Among the entries below, find the lines with the word "into" and copy them.

◇ ◇ ◇ ◇

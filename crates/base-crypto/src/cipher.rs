//! One-directional Noise cipher state.
//!
//! A [`CipherState`] is the AEAD key plus the nonce counter for one direction
//! of an established session. The nonce layout is the Noise ChaChaPoly one:
//! four zero bytes followed by the 64-bit counter in little-endian order, with
//! empty associated data.

use chacha20poly1305::{
    aead::{Aead, KeyInit},
    ChaCha20Poly1305, Nonce,
};
use thiserror::Error;

/// Poly1305 authentication tag length.
pub const TAG_LEN: usize = 16;

/// Maximum Noise transport message length (ciphertext, tag included).
pub const MAX_MESSAGE_LEN: usize = 65535;

/// Cipher state errors.
#[derive(Debug, Error, PartialEq, Eq)]
pub enum CipherError {
    #[error("nonce space exhausted")]
    NonceExhausted,

    #[error("message too long: {0} bytes")]
    MessageTooLong(usize),

    #[error("ciphertext too short: {0} bytes")]
    TooShort(usize),

    #[error("encryption failed")]
    Encrypt,

    #[error("authentication failed")]
    Decrypt,
}

/// AEAD key and nonce counter for one direction of traffic.
pub struct CipherState {
    cipher: ChaCha20Poly1305,
    nonce: u64,
}

impl CipherState {
    /// Create a cipher state with a fresh nonce counter.
    pub fn new(key: &[u8; 32]) -> Self {
        Self {
            cipher: ChaCha20Poly1305::new(key.into()),
            nonce: 0,
        }
    }

    /// Nonce that the next successful operation will use.
    pub fn nonce(&self) -> u64 {
        self.nonce
    }

    /// Encrypt one message, advancing the nonce by one.
    pub fn encrypt(&mut self, plaintext: &[u8]) -> Result<Vec<u8>, CipherError> {
        if plaintext.len() + TAG_LEN > MAX_MESSAGE_LEN {
            return Err(CipherError::MessageTooLong(plaintext.len()));
        }
        let nonce = self.next_nonce()?;

        let ciphertext = self
            .cipher
            .encrypt(&nonce, plaintext)
            .map_err(|_| CipherError::Encrypt)?;

        self.nonce += 1;
        Ok(ciphertext)
    }

    /// Decrypt one message, advancing the nonce by one on success.
    ///
    /// A failed authentication leaves the counter untouched; the stream is
    /// out of step with the sender from then on.
    pub fn decrypt(&mut self, ciphertext: &[u8]) -> Result<Vec<u8>, CipherError> {
        if ciphertext.len() < TAG_LEN {
            return Err(CipherError::TooShort(ciphertext.len()));
        }
        if ciphertext.len() > MAX_MESSAGE_LEN {
            return Err(CipherError::MessageTooLong(ciphertext.len()));
        }
        let nonce = self.next_nonce()?;

        let plaintext = self
            .cipher
            .decrypt(&nonce, ciphertext)
            .map_err(|_| CipherError::Decrypt)?;

        self.nonce += 1;
        Ok(plaintext)
    }

    fn next_nonce(&self) -> Result<Nonce, CipherError> {
        // 2^64 - 1 is reserved by Noise.
        if self.nonce == u64::MAX {
            return Err(CipherError::NonceExhausted);
        }
        let mut nonce_bytes = [0u8; 12];
        nonce_bytes[4..12].copy_from_slice(&self.nonce.to_le_bytes());
        Ok(Nonce::from(nonce_bytes))
    }

    #[cfg(test)]
    fn set_nonce(&mut self, nonce: u64) {
        self.nonce = nonce;
    }
}

#[cfg(test)]
mod tests {
    use super::*;

    fn pair() -> (CipherState, CipherState) {
        let key = [0x42u8; 32];
        (CipherState::new(&key), CipherState::new(&key))
    }

    #[test]
    fn test_encrypt_decrypt_in_order() {
        let (mut tx, mut rx) = pair();

        for msg in [&b"first"[..], b"second", b""] {
            let ct = tx.encrypt(msg).unwrap();
            assert_eq!(ct.len(), msg.len() + TAG_LEN);
            assert_eq!(rx.decrypt(&ct).unwrap(), msg);
        }
        assert_eq!(tx.nonce(), 3);
        assert_eq!(rx.nonce(), 3);
    }

    #[test]
    fn test_out_of_order_fails() {
        let (mut tx, mut rx) = pair();
        let _first = tx.encrypt(b"first").unwrap();
        let second = tx.encrypt(b"second").unwrap();

        assert_eq!(rx.decrypt(&second), Err(CipherError::Decrypt));
        assert_eq!(rx.nonce(), 0);
    }

    #[test]
    fn test_tamper_detection() {
        let (mut tx, mut rx) = pair();
        let mut ct = tx.encrypt(b"sensitive data").unwrap();
        ct[0] ^= 0xff;
        assert_eq!(rx.decrypt(&ct), Err(CipherError::Decrypt));
    }

    #[test]
    fn test_short_ciphertext_rejected() {
        let (_, mut rx) = pair();
        assert_eq!(rx.decrypt(&[0u8; 15]), Err(CipherError::TooShort(15)));
    }

    #[test]
    fn test_oversized_plaintext_rejected() {
        let (mut tx, _) = pair();
        let big = vec![0u8; MAX_MESSAGE_LEN];
        assert!(matches!(
            tx.encrypt(&big),
            Err(CipherError::MessageTooLong(_))
        ));
        assert_eq!(tx.nonce(), 0);
    }

    #[test]
    fn test_reserved_nonce_is_never_used() {
        let (mut tx, _) = pair();
        tx.set_nonce(u64::MAX - 1);
        assert!(tx.encrypt(b"last").is_ok());
        assert_eq!(tx.encrypt(b"one too many"), Err(CipherError::NonceExhausted));
    }

    #[test]
    fn test_nonce_layout_matches_noise() {
        // Reference: first ChaChaPoly message under Noise uses an all-zero nonce.
        let key = [7u8; 32];
        let mut state = CipherState::new(&key);
        let ct = state.encrypt(b"noise").unwrap();

        let reference = ChaCha20Poly1305::new((&key).into())
            .encrypt(&Nonce::from([0u8; 12]), &b"noise"[..])
            .unwrap();
        assert_eq!(ct, reference);
    }
}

◇ ◇ ◇ ◇

Answer below:
            cipher: ChaCha20Poly1305::new(key.into()),
        let reference = ChaCha20Poly1305::new((&key).into())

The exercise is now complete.